Aim of the exercise
If a line in the data below holds the word "Display", copy it.

─── Data for the task

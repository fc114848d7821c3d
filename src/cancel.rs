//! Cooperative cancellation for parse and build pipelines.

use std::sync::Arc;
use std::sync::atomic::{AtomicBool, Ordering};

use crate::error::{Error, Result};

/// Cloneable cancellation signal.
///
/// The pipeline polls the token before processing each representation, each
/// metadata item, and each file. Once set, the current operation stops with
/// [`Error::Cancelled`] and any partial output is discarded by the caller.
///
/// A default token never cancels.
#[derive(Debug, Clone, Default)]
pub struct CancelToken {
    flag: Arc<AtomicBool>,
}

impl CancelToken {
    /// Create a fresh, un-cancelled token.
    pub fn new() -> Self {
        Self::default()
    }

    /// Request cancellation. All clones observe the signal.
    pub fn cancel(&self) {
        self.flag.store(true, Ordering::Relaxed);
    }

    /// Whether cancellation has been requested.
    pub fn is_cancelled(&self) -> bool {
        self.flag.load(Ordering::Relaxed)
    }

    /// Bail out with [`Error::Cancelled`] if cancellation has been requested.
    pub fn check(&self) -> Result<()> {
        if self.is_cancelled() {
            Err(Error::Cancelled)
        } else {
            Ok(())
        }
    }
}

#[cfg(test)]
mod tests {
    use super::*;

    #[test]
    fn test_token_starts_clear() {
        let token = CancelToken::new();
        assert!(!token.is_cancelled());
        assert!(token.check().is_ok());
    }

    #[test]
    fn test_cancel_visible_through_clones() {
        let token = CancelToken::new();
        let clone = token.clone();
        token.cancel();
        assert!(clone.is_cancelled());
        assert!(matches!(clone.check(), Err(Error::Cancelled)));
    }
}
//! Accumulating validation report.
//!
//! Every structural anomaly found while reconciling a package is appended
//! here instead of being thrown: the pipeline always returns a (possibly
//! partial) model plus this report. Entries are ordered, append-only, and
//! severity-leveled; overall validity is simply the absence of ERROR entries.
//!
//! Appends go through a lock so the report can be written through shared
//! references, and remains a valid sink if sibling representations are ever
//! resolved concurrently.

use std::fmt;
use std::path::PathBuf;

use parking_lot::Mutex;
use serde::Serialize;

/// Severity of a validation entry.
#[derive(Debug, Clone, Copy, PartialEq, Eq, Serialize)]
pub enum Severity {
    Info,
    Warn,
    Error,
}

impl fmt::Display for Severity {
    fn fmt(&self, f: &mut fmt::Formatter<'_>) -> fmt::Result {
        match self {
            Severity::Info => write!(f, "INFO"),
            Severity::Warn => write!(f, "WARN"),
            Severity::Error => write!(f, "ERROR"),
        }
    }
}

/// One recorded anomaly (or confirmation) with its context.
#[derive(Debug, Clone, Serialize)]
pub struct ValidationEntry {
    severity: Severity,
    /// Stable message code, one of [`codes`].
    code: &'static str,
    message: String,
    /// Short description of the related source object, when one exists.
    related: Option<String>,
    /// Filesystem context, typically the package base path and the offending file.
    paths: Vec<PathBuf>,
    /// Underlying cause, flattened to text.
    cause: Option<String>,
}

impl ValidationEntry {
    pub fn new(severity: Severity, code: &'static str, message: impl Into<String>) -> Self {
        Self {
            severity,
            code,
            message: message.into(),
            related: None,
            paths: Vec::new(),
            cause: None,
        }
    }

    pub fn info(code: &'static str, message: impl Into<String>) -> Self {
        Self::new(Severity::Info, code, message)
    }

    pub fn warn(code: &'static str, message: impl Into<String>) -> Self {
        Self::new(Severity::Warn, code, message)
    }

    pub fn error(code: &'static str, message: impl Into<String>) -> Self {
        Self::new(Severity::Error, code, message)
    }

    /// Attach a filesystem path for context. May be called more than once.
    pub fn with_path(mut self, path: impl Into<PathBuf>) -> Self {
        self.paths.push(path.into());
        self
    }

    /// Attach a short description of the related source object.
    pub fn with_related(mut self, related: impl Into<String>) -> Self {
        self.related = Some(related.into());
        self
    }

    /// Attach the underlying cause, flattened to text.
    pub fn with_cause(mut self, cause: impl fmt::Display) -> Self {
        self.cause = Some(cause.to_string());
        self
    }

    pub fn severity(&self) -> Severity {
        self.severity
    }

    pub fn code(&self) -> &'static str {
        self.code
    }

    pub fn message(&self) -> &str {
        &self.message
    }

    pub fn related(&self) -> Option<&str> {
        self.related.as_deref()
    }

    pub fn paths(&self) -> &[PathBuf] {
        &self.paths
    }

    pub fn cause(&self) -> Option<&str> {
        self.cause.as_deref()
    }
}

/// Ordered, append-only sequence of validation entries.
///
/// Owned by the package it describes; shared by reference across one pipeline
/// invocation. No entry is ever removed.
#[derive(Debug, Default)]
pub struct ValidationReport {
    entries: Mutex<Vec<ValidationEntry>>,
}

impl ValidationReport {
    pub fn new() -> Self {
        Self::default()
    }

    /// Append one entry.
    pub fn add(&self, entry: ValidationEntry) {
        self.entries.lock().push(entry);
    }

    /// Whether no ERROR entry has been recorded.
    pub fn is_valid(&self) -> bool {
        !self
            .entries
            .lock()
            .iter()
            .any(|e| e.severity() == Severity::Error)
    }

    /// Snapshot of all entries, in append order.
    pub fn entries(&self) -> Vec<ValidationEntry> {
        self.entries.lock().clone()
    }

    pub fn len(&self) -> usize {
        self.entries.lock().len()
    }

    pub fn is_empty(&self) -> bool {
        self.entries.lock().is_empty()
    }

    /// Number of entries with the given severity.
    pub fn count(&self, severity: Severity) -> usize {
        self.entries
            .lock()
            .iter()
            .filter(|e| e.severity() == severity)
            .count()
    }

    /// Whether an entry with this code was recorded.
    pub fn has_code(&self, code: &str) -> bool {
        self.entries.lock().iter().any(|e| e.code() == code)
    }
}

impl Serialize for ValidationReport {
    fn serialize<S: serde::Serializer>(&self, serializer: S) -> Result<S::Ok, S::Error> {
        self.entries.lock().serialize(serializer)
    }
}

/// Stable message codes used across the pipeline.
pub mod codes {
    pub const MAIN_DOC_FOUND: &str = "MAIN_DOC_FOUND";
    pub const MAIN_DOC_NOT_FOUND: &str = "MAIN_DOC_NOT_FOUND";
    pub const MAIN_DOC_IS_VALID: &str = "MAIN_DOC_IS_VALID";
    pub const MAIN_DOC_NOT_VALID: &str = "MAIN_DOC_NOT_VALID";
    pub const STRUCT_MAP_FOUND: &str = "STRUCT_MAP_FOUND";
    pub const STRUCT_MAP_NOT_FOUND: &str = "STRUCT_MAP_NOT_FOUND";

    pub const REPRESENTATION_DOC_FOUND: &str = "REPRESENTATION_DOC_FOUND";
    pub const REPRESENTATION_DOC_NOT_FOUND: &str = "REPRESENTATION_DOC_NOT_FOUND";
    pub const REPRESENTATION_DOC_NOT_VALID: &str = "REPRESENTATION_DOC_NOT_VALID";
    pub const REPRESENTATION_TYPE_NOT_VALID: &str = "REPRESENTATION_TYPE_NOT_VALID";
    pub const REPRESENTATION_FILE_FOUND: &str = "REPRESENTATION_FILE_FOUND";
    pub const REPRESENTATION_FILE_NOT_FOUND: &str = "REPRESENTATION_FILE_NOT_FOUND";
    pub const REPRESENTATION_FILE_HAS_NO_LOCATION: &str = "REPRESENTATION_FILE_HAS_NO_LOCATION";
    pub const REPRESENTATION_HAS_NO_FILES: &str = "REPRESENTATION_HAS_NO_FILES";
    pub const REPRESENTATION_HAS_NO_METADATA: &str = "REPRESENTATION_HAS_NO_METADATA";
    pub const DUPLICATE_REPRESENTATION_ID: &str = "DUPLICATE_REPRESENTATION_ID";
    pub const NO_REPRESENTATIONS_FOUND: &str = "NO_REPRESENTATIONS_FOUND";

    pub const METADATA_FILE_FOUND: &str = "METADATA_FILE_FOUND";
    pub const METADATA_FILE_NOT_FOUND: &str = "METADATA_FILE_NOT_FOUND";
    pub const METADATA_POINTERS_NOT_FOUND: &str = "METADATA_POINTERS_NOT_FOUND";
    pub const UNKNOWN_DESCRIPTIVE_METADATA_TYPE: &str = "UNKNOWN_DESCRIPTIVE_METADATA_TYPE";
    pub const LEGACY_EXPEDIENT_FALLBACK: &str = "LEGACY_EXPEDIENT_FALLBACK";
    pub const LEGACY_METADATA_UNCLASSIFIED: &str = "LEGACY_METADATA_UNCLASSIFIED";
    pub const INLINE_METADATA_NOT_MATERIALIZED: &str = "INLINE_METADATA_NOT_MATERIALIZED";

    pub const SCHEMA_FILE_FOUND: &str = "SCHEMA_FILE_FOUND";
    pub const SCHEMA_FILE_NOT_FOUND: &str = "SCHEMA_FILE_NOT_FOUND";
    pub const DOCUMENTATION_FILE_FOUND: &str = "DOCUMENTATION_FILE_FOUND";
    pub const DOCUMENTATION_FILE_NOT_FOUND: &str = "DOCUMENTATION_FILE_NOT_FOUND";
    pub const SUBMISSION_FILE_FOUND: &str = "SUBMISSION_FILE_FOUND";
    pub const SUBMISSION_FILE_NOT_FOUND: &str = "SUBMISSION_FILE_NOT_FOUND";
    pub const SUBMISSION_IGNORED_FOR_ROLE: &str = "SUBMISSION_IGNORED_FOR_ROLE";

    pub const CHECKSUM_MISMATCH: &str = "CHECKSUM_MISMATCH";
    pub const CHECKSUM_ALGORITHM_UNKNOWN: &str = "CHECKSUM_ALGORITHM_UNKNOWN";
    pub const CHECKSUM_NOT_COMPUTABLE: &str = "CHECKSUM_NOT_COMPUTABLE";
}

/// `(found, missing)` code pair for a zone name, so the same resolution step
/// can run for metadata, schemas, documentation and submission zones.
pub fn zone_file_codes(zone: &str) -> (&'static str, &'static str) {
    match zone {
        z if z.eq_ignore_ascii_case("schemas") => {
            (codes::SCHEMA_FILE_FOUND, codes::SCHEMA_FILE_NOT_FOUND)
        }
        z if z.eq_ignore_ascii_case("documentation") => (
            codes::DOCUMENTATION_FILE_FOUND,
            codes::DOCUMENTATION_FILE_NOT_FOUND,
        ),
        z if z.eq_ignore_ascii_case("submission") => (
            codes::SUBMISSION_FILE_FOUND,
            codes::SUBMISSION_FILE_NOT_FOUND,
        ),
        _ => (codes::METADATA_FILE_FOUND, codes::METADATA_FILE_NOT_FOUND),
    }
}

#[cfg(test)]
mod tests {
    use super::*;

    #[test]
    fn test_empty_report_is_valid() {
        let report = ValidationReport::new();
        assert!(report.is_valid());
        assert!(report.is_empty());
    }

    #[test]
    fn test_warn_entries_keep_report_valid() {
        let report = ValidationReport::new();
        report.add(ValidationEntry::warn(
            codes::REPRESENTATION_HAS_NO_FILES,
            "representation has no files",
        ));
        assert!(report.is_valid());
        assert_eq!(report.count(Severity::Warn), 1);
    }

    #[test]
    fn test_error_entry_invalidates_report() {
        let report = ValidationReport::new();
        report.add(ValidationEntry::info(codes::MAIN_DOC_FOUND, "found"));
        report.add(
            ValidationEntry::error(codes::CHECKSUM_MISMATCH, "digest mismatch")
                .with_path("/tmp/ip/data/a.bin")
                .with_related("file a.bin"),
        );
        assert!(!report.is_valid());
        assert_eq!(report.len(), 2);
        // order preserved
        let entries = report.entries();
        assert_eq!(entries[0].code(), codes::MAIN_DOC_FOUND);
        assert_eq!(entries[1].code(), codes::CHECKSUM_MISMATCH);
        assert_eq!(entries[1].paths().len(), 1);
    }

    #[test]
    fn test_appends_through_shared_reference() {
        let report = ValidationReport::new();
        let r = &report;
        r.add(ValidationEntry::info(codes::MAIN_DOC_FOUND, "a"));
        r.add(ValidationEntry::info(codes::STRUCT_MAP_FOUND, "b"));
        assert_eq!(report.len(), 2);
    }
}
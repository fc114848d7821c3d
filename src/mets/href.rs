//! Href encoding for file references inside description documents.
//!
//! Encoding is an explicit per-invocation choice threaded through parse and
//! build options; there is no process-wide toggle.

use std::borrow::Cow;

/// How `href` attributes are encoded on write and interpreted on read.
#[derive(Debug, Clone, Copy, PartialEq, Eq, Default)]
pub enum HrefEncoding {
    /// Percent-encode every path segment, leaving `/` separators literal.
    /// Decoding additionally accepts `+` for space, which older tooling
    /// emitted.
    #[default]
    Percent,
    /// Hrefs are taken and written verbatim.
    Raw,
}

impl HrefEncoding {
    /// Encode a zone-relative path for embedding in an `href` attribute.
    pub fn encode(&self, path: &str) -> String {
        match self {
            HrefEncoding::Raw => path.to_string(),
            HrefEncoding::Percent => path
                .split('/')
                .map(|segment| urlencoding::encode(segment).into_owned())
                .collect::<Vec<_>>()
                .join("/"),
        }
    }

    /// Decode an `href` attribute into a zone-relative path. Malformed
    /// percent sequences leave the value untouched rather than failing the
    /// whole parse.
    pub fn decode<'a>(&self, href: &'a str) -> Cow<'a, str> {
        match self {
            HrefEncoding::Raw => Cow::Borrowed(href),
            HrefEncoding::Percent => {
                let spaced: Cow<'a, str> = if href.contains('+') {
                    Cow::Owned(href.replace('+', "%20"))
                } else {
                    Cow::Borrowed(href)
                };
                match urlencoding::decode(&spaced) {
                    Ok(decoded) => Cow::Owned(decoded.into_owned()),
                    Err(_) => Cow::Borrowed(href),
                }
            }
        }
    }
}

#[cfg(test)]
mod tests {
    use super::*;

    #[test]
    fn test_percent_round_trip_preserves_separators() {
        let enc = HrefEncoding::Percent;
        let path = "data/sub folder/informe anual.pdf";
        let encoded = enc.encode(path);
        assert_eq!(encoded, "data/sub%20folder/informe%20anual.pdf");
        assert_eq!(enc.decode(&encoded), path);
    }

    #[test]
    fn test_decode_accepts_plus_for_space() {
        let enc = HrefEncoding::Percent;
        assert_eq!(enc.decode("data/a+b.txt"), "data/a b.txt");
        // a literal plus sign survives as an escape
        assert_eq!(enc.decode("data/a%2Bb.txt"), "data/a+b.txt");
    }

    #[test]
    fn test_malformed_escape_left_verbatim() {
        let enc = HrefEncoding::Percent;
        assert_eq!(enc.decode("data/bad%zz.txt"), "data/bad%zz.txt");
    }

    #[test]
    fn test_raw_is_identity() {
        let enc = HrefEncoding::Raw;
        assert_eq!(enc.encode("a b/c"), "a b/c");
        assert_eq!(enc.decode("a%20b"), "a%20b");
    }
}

──────

Answer area
impl fmt::Display for Severity {
    pub fn with_cause(mut self, cause: impl fmt::Display) -> Self {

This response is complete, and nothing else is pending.